I etched all of the glass in a glass-front storage cupboard a few years ago. I wasn't going for artistic, just wanted to frost the glass enough it wasn't see-through. It was a good project because I could do one pane at a time and I didn't have to push myself. It actually came out quite well, exactly the effect I was looking for.


----------



## Ruthanne (Dec 11, 2017)

Sounds like a great hobby!  I've never done it before.


----------



## oldman (Dec 11, 2017)

Back in the 50's my Grandmother was an acid etcher (all by hand) for the now defunct Cambridge Glass Company out of Cambridge, Ohio.


----------



## Camper6 (Dec 11, 2017)

Etched glass is beautiful.  

I have wanted to attempt it but never got around to it.

However, my glass measuring cup had all the markings fade and I etched them back mechanically with an engraving tool.

That's a handy tool because you can put  marks on an item that might be stolen for identification when you try to claim it back.

My bike for instance has hidden marks.


----------



## SeaBreeze (Dec 11, 2017)

That sounds like a nice idea Ruth.  The only thing I ever did that came close to etching was using an engraving tool on my dog's ID tag.


----------



## MaggieM (Dec 11, 2017)

I've done it before and it's quite easy really.

Get a bottle of Armour Etch Glass Etching Cream.

You can draw directly on the glass with the etching cream or you can make stencils.  I found the best way to make stencils is with contact paper.  It sticks really well to the glass and the cream won't seep.  

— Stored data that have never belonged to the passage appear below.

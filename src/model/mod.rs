// MODEL: Scene state and data
pub mod camera;
pub mod game_object;
pub mod render_target;
pub mod resources;
pub mod scene;

pub use camera::OrthoCamera;
pub use game_object::{Actuation, GameObject, ObjectId, ObjectKind};
pub use render_target::{
    BlendFactor, BlendFunc, ClearFlags, DrawCall, RecordingTarget, RenderTarget, TargetCommand,
    Viewport,
};
pub use resources::{MaterialId, MeshId, ProgramId, ResourceRegistry, ShaderId};
pub use scene::{DemoMeshes, FrameCommands, Scene};
impl Scene {
    pub fn new(config: SceneConfig, time: Box<dyn TimeSource>) -> Result<Self> {
        let (registry, meshes) = build_registry(&config)?;

        let background = GameObject::new(ObjectKind::Static, meshes.background);

        let avatar_config = &config.avatar;
        let mut avatar = GameObject::new(ObjectKind::Avatar, meshes.raider)
            .with_position(avatar_config.start_position);
        avatar.back_drag = avatar_config.back_drag;
        avatar.side_drag = avatar_config.side_drag;
        avatar.angular_drag = avatar_config.angular_drag;
        avatar.inv_mass = avatar_config.inv_mass;
        avatar.inv_angular_mass = avatar_config.inv_angular_mass;

        let mut scene = Self {
            clock: FrameClock::new(time, config.max_frame_dt),
            physics: PhysicsSystem::new(config.side_velocity),
            camera: OrthoCamera::new(),
            registry,
            meshes,
            objects: Vec::new(),
            avatar: ObjectId::UNASSIGNED,
            avatar_index: 0,
            next_id: 1,
            pending: FrameCommands::default(),
            config,
        };

        scene.insert(background);
        scene.avatar = scene.insert(avatar);
        scene.avatar_index = scene.objects.len() - 1;

        let asteroids = scatter_asteroids(&scene.config.asteroids, meshes.asteroid);
        for asteroid in asteroids {
            scene.insert(asteroid);
        }

        info!(
            "scene ready: {} objects, {} programs",
            scene.objects.len(),
            scene.registry.programs().count()
        );
        Ok(scene)
    }

    fn insert(&mut self, mut object: GameObject) -> ObjectId {
        let id = ObjectId(self.next_id);
        self.next_id += 1;
        object.id = id;
        self.objects.push(object);
        id
    }

    pub fn registry(&self) -> &ResourceRegistry {
        &self.registry
    }

    pub fn meshes(&self) -> DemoMeshes {
        self.meshes
    }

    pub fn objects(&self) -> &[GameObject] {
        &self.objects
    }

    pub fn camera(&self) -> &OrthoCamera {
        &self.camera
    }

    pub fn avatar(&self) -> &GameObject {
        &self.objects[self.avatar_index]
    }

    pub fn get(&self, id: ObjectId) -> Option<&GameObject> {
        self.objects.iter().find(|o| o.id == id)
    }

    /// Append an object; it is drawn on top of everything already present.
    pub fn spawn(&mut self, object: GameObject) -> Result<ObjectId> {
        if object.kind == ObjectKind::Avatar {
            return Err(SceneError::DuplicateAvatar);
        }
        let id = self.insert(object);
        debug!("spawned {id:?}");
        Ok(id)
    }

    /// Remove an object, keeping the draw order of the rest.
    pub fn despawn(&mut self, id: ObjectId) -> Result<GameObject> {
        if id == self.avatar {
            return Err(SceneError::AvatarRemoval);
        }
        let index = self
            .objects
            .iter()
            .position(|o| o.id == id)
            .ok_or(SceneError::UnknownObject(id))?;
        let removed = self.objects.remove(index);
        if index < self.avatar_index {
            self.avatar_index -= 1;
        }
        debug!("despawned {id:?}");
        Ok(removed)
    }

    /// Spawn a fresh asteroid with the configured random ranges.
    pub fn spawn_asteroid(&mut self, rng: &mut impl Rng) -> Result<ObjectId> {
        let asteroid = random_asteroid(&self.config.asteroids, self.meshes.asteroid, rng);
        self.spawn(asteroid)
    }

    /// One-time setup of a freshly created target: alpha blending and a
    /// viewport covering the configured canvas. The clock starts here, so
    /// asset loading does not count as the first frame.
    pub fn attach(&mut self, target: &mut dyn RenderTarget) -> Result<()> {
        self.clock.restart();
        target.enable_blending(BlendFunc::ALPHA);
        let (width, height) = (self.config.canvas_width, self.config.canvas_height);
        self.resize(target, width, height)
    }

    pub fn resize(&mut self, target: &mut dyn RenderTarget, width: u32, height: u32) -> Result<()> {
        if width == 0 || height == 0 {
            return Err(SceneError::InvalidViewport { width, height });
        }
        target.set_viewport(Viewport::new(0, 0, width, height));
        self.camera.set_aspect_ratio(width as f32 / height as f32);
        info!("resized to {width}x{height}");
        Ok(())
    }

    /// Run one frame: control, move, update and draw, each over every
    /// object before the next begins.
    pub fn update(&mut self, target: &mut dyn RenderTarget, keys: &KeysPressed) -> Result<FrameTime> {
        let time = self.clock.tick()?;

        self.camera.position = self.avatar().position;
        self.camera.update();

        target.clear(
            ClearFlags::COLOR_BUFFER | ClearFlags::DEPTH_BUFFER,
            self.config.clear_color,
            1.0,
        );

        for i in 0..self.objects.len() {
            let behavior = self.objects[i].behavior();
            let input = FrameInput {
                time,
                keys,
                colliders: &self.objects,
            };
            if let Some(actuation) = behavior.control(&self.objects[i], &input) {
                self.objects[i].apply(actuation);
            }
        }

        for object in &mut self.objects {
            object.behavior().advance(object, time, &self.physics);
        }

        let mut commands = std::mem::take(&mut self.pending);
        for object in &mut self.objects {
            object.behavior().update(object, &mut commands);
        }
        self.pending = commands;

        for object in &self.objects {
            object
                .behavior()
                .draw(object, &self.registry, &self.camera, target)?;
        }

        self.apply_pending();
        Ok(time)
    }

    fn apply_pending(&mut self) {
        if self.pending.is_empty() {
            return;
        }
        let FrameCommands { spawns, despawns } = std::mem::take(&mut self.pending);
        for id in despawns {
            if let Err(e) = self.despawn(id) {
                warn!("dropping despawn request: {e}");
            }
        }
        for object in spawns {
            if let Err(e) = self.spawn(object) {
                warn!("dropping spawn request: {e}");
            }
        }
    }
}
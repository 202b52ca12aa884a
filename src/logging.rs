use cfg_if::cfg_if;
use tracing_subscriber::{layer::SubscriberExt, EnvFilter};
use tracing_subscriber::util::SubscriberInitExt;

/// wgpu is chatty at info level; keep it to warnings unless RUST_LOG asks.
const DEFAULT_FILTER: &str = "info,wgpu_core=warn,wgpu_hal=warn,naga=warn";

fn env_filter() -> EnvFilter {
    EnvFilter::try_from_default_env().unwrap_or_else(|_| EnvFilter::new(DEFAULT_FILTER))
}

cfg_if! {
    if #[cfg(target_arch = "wasm32")] {
        pub fn init() {
            // Log to browser console via tracing-wasm
            let wasm_layer = tracing_wasm::WASMLayer::new(tracing_wasm::WASMLayerConfig::default());

            let _ = tracing_subscriber::registry()
                .with(env_filter())
                .with(wasm_layer)
                .try_init();

            // Panics with stacktrace
            #[cfg(feature = "console_error_panic_hook")]
            console_error_panic_hook::set_once();
        }
    } else {
        use tracing_appender::non_blocking::WorkerGuard;
        use tracing_subscriber::fmt;
        use std::env;
        use std::io;
        use std::path::{Path, PathBuf};
        use once_cell::sync::OnceCell;

        static FILE_GUARD: OnceCell<WorkerGuard> = OnceCell::new();

        /// Split RUST_LOG_FILE into the directory and file name prefix the
        /// daily roller expects.
        fn log_file_location(raw: Option<String>) -> (PathBuf, String) {
            let path = PathBuf::from(raw.unwrap_or_else(|| "logs/raider.log".to_string()));
            let dir = path
                .parent()
                .filter(|p| !p.as_os_str().is_empty())
                .unwrap_or(Path::new("."))
                .to_path_buf();
            let file = path
                .file_name()
                .map(|f| f.to_string_lossy().into_owned())
                .unwrap_or_else(|| "raider.log".to_string());
            (dir, file)
        }

        pub fn init() {
            // Console (stderr) layer with file/line
            let console_layer = fmt::layer()
                .with_writer(io::stderr)
                .with_target(true)
                .with_file(true)
                .with_line_number(true)
                .with_level(true)
                .compact();

            // File logging (RUST_LOG_FILE, default logs/raider.log), rotated daily
            let (dir, file) = log_file_location(env::var("RUST_LOG_FILE").ok());
            let (nb_writer, guard) =
                tracing_appender::non_blocking(tracing_appender::rolling::daily(dir, file));
            let _ = FILE_GUARD.set(guard);

            let file_layer = fmt::layer()
                .with_writer(nb_writer)
                .with_ansi(false)
                .with_target(true)
                .with_file(true)
                .with_line_number(true)
                .with_level(true)
                .compact();

            let _ = tracing_subscriber::registry()
                .with(env_filter())
                .with(console_layer)
                .with(file_layer)
                .try_init();

            // Hook panics to log with backtrace
            std::panic::set_hook(Box::new(|info| {
                let mut msg = String::new();
                if let Some(loc) = info.location() {
                    msg.push_str(&format!("panic at {}:{}:{} ", loc.file(), loc.line(), loc.column()));
                }
                if let Some(s) = info.payload().downcast_ref::<&str>() { msg.push_str(s); }
                else if let Some(s) = info.payload().downcast_ref::<String>() { msg.push_str(s); }
                else { msg.push_str("<non-string panic>"); }
                let bt = std::backtrace::Backtrace::force_capture();
                tracing::error!("{}\nBacktrace:\n{:?}", msg, bt);
            }));
        }

    }
}
// CONTROLLER: Input, simulation, and update loop
pub mod behavior;
pub mod frame_clock;
pub mod input;
pub mod physics;
#[cfg(target_arch = "wasm32")]
pub mod frame_loop;

pub use behavior::{Behavior, FrameInput};
pub use frame_clock::{FrameClock, FrameTime, ManualTime, TimeSource, WallClock};
pub use input::{Direction, InputEvent, InputProcessor, InputState, KeysPressed};
pub use physics::PhysicsSystem;
#[cfg(target_arch = "wasm32")]
pub use frame_loop::FrameLoopContext;
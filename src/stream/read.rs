//! Read engine
//!
//! Reads assemble one message per call. Control frames met on the way are
//! handled in place: pings are answered, pongs reported, and a close frame
//! ends the read with [`Error::ConnectionClosed`] after the echo went out.
//!
//! The read block is never held while waiting for the write block. Whenever
//! the engine has to send something it lets go of the read side first and
//! takes it back afterwards.

use std::io;

use bytes::BytesMut;
use tokio::io::{AsyncRead, AsyncWrite, AsyncWriteExt};
use tracing::{debug, trace};

use super::session::{InFlight, ReadSide, Session, Status, WriteSide};
use crate::block::{BlockGuard, OpKind};
use crate::error::{CloseReason, Error, Result};
use crate::frame::OpCode;
use crate::protocol::{ControlFrame, ControlKind, MessageType, ReadEvent};

impl<S> Session<S>
where
    S: AsyncRead + AsyncWrite,
{
    /// Read the rest of the current message, appending its payload to `out`.
    pub(crate) async fn read(&self, out: &mut BytesMut) -> Result<MessageType> {
        self.read_until(out, None).await.map(|(kind, _)| kind)
    }

    /// Append at most `limit` payload bytes of the current message to `out`,
    /// returning as soon as any are available. The flag tells whether the
    /// message is now complete.
    pub(crate) async fn read_partial(
        &self,
        out: &mut BytesMut,
        limit: usize,
    ) -> Result<(MessageType, bool)> {
        let limit = if limit == 0 { usize::MAX } else { limit };
        self.read_until(out, Some(limit)).await
    }

    async fn read_until(
        &self,
        out: &mut BytesMut,
        limit: Option<usize>,
    ) -> Result<(MessageType, bool)> {
        match self.read_inner(out, limit).await {
            Err(Error::ConnectionClosed) => Err(Error::ConnectionClosed),
            Err(e) => Err(self.fail(e).await),
            ok => ok,
        }
    }

    async fn read_inner(
        &self,
        out: &mut BytesMut,
        limit: Option<usize>,
    ) -> Result<(MessageType, bool)> {
        self.check_readable()?;
        let mut rd = self.read.lock(OpKind::Read).await?;
        self.check_readable()?;
        rd.state.max_message_size = self.settings().max_message_size;

        loop {
            let ready = match limit {
                Some(_) => rd.state.has_pending(),
                None => rd.state.is_complete(),
            };
            if ready {
                let before = out.len();
                let done = rd.state.deliver(out, limit.unwrap_or(usize::MAX));
                let kind = rd.state.kind();
                trace!(len = out.len() - before, ?kind, done, "payload delivered");
                self.with_state(|st| {
                    st.message_kind = kind;
                    st.message_done = done;
                });
                return Ok((kind, done));
            }

            match rd.state.advance()? {
                ReadEvent::Message(kind) => trace!(?kind, "message complete"),
                ReadEvent::NeedMore => rd = self.fill(rd).await?,
                ReadEvent::Control(ControlFrame::Ping(payload)) => {
                    if self.is_closing() {
                        trace!("ignoring ping while closing");
                        continue;
                    }
                    self.notify(ControlKind::Ping, &payload);
                    drop(rd);
                    self.reply_pong(&payload).await?;
                    rd = self.read.lock(OpKind::Read).await?;
                    self.check_readable()?;
                }
                ReadEvent::Control(ControlFrame::Pong(payload)) => {
                    if !self.with_state(|st| st.wr_close) {
                        self.notify(ControlKind::Pong, &payload);
                    }
                }
                ReadEvent::Control(ControlFrame::Close(reason)) => {
                    let text = reason.as_ref().map_or("", |r| r.reason.as_str());
                    self.notify(ControlKind::Close, text.as_bytes());
                    return self.on_peer_close(rd, reason).await;
                }
            }
        }
    }

    /// Read more bytes, then give a queued close handshake the chance to
    /// take over the transport.
    async fn fill<'a>(
        &'a self,
        mut rd: BlockGuard<'a, ReadSide<S>>,
    ) -> Result<BlockGuard<'a, ReadSide<S>>> {
        let n = self.read_some(&mut rd).await?;
        if n == 0 {
            debug!("transport closed without a close frame");
            return Err(io::Error::from(io::ErrorKind::UnexpectedEof).into());
        }
        let rd = rd.yield_to(|kind| kind == OpKind::Close).await?;
        self.check_readable()?;
        Ok(rd)
    }

    /// One transport read, subject to the idle timeout
    async fn read_some(&self, rd: &mut ReadSide<S>) -> Result<usize> {
        let Some(idle) = self.config.idle_timeout else {
            return Ok(rd.read_more().await?);
        };

        let half = idle / 2;
        let mut quiet = false;
        loop {
            match tokio::time::timeout(half, rd.read_more()).await {
                Ok(n) => return Ok(n?),
                Err(_) if !quiet => {
                    quiet = true;
                    if self.config.keep_alive_pings {
                        self.keep_alive_ping().await?;
                    }
                }
                Err(_) => {
                    debug!(?idle, "idle timeout");
                    return Err(Error::Timeout);
                }
            }
        }
    }

    /// Ping the peer if the write side happens to be free
    async fn keep_alive_ping(&self) -> Result<()> {
        let Some(mut wr) = self.write.try_lock(OpKind::Ping) else {
            return Ok(());
        };
        if self.check_writable().is_err() {
            return Ok(());
        }
        trace!("sending keep-alive ping");
        wr.state.encode_control(OpCode::Ping, &[]);
        if let Err(e) = self.send_frame(&mut wr).await {
            debug!(error = %e, "keep-alive ping failed");
            return Err(e.into());
        }
        Ok(())
    }

    async fn reply_pong(&self, payload: &[u8]) -> Result<()> {
        let mut wr = self.write.lock(OpKind::Reply).await?;
        if self.check_writable().is_err() {
            return Ok(());
        }
        wr.state.encode_control(OpCode::Pong, payload);
        self.send_frame(&mut wr).await?;
        Ok(())
    }

    /// Send the encoded frame. Dropping the future midway fails the session.
    pub(crate) async fn send_frame(&self, wr: &mut WriteSide<S>) -> io::Result<()> {
        let flight = InFlight::new(self);
        let sent = wr.send().await;
        flight.disarm();
        sent
    }

    /// The peer sent a close frame. Echo it unless our own close already went
    /// out, then tear the connection down.
    async fn on_peer_close(
        &self,
        rd: BlockGuard<'_, ReadSide<S>>,
        reason: Option<CloseReason>,
    ) -> Result<(MessageType, bool)> {
        let code = reason.as_ref().map_or(CloseReason::NORMAL, |r| r.code);
        debug!(code, "close frame received");

        let closer_running = self.with_state(|st| {
            st.rd_close = true;
            st.close_reason = reason;
            if st.status == Status::Open {
                st.status = Status::Closing;
            }
            st.wr_close
        });
        // The close handshake we started finishes the job
        if closer_running {
            return Err(Error::ConnectionClosed);
        }
        drop(rd);

        let mut wr = self.write.lock(OpKind::Reply).await?;
        if !self.begin_close() {
            return Err(Error::ConnectionClosed);
        }
        wr.state.encode_close(Some(&CloseReason::new(code, "")));
        if let Err(e) = self.send_frame(&mut wr).await {
            let _ = wr.io.shutdown().await;
            return Err(self.mark_failed(e.into()));
        }
        debug!(code, "close frame echoed");

        let mut rd = self.read.lock(OpKind::Close).await?;
        self.teardown(&mut wr, &mut rd).await;
        self.mark_closed();
        Err(Error::ConnectionClosed)
    }
}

You can make any sort of design you like.  Get the stencil on.  Brush on the etching cream and wait a few minutes .. rinse and dry and behold the beauty of your project !

I made sets of clear glass coffee mugs and wine glasses for people for Christmas and weddings.  I etched plates that were clear as well as colored glass.  It's a fun project and you can be as creative as you would like.


----------



## oldman (Dec 12, 2017)

Here is a glass plate that my Grandmother *acid etched by hand* while she was working at the Cambridge Glass Company in Cambridge, Ohio. They made some of the most beautiful glassware of that era. Most of it was used only by the elite because it was very expensive back in the day for the average family to buy and use on a daily basis. I remember when I was a little boy and we would go visit Grandma and Grandpa, who was a glass blower, we would usually bring home a few "bags" of glassware. http://www.cambridgeglass.org/
This is actually a blue plate, but it's sitting on a red tablecloth in our dining room.


----------



## Ruth n Jersey (Dec 12, 2017)

That is beautiful oldman. What talent and patience it took to make something like that. That plate must be precious to you.     





oldman said:


> Here is a glass plate that my Grandmother *acid etched by hand* while she was working at the Cambridge Glass Company in Cambridge, Ohio. They made some of the most beautiful glassware of that era. Most of it was used only by the elite because it was very expensive back in the day for the average family to buy and use on a daily basis. I remember when I was a little boy and we would go visit Grandma and Grandpa, who was a glass blower, we would usually bring home a few "bags" of glassware. http://www.cambridgeglass.org/
> This is actually a blue plate, but it's sitting on a red tablecloth in our dining room.
> 
> View attachment 45913


----------



## Denise1952 (Dec 12, 2017)

Ruth n Jersey said:


> My daughter started a collection of shot glasses. She recently made shelves for them. I haven't seen it yet but she sent me this photo. She said she cut holes in the wood to fit each one so they won't fall and I'm not sure how she attached it to the wall. It looks like some sort of strap holding it. I thought it might be nice if I bought a glass and etched it with their first names. Her husband is learning to speak German and I thought some German wording might be nice also. Maybe something like" life is good" or maybe you could think of something quick and easy. I saw a cream in Micheal's that is used for etching. My hubby thinks I should just order it on line and don't drive myself crazy with it. Has anyone done this? I get this stuff in my brain and can't let go of it. I thought it would make it more special if I did it myself. I want it for a Christmas present. View attachment 43935



Hello Ruth,

I think your idea is not just interesting, but for me, it would be a nice challenge to try this etching I know nothing about  Plus, such a thoughtful idea for the son-in-laws gift.  

I've done some ordering online, and now, after a few, hard lessons, I want to order from places like Michael's that I am familiar with. If I can buy something here (in my town) I will do that as I can "return" it easier if it's not right for some reason.  But some things I look for are just aren't in stock.  But I'll still order from places that I am familiar with their products.

Here is something that might be a good read on your topic:
http://jeansart-glassengraving.blogspot.com/p/beginners_15.html


----------



## Denise1952 (Dec 12, 2017)

oldman said:


> Here is a glass plate that my Grandmother *acid etched by hand* while she was working at the Cambridge Glass Company in Cambridge, Ohio. They made some of the most beautiful glassware of that era. Most of it was used only by the elite because it was very expensive back in the day for the average family to buy and use on a daily basis. I remember when I was a little boy and we would go visit Grandma and Grandpa, who was a glass blower, we would usually bring home a few "bags" of glassware. http://www.cambridgeglass.org/
> This is actually a blue plate, but it's sitting on a red tablecloth in our dining room.
> 
> View attachment 45913



I so agree with Ruthanne!  This is lovely, and to have something your Grandmother made, just wonderful Oldman:love_heart:


----------



## Denise1952 (Dec 12, 2017)

SeaBreeze said:


> That sounds like a nice idea Ruth.  The only thing I ever did that came close to etching was using an engraving tool on my dog's ID tag.



you reminded me of the woodburning kit my brother had back in the 50s, that was fun, but I was no artist


----------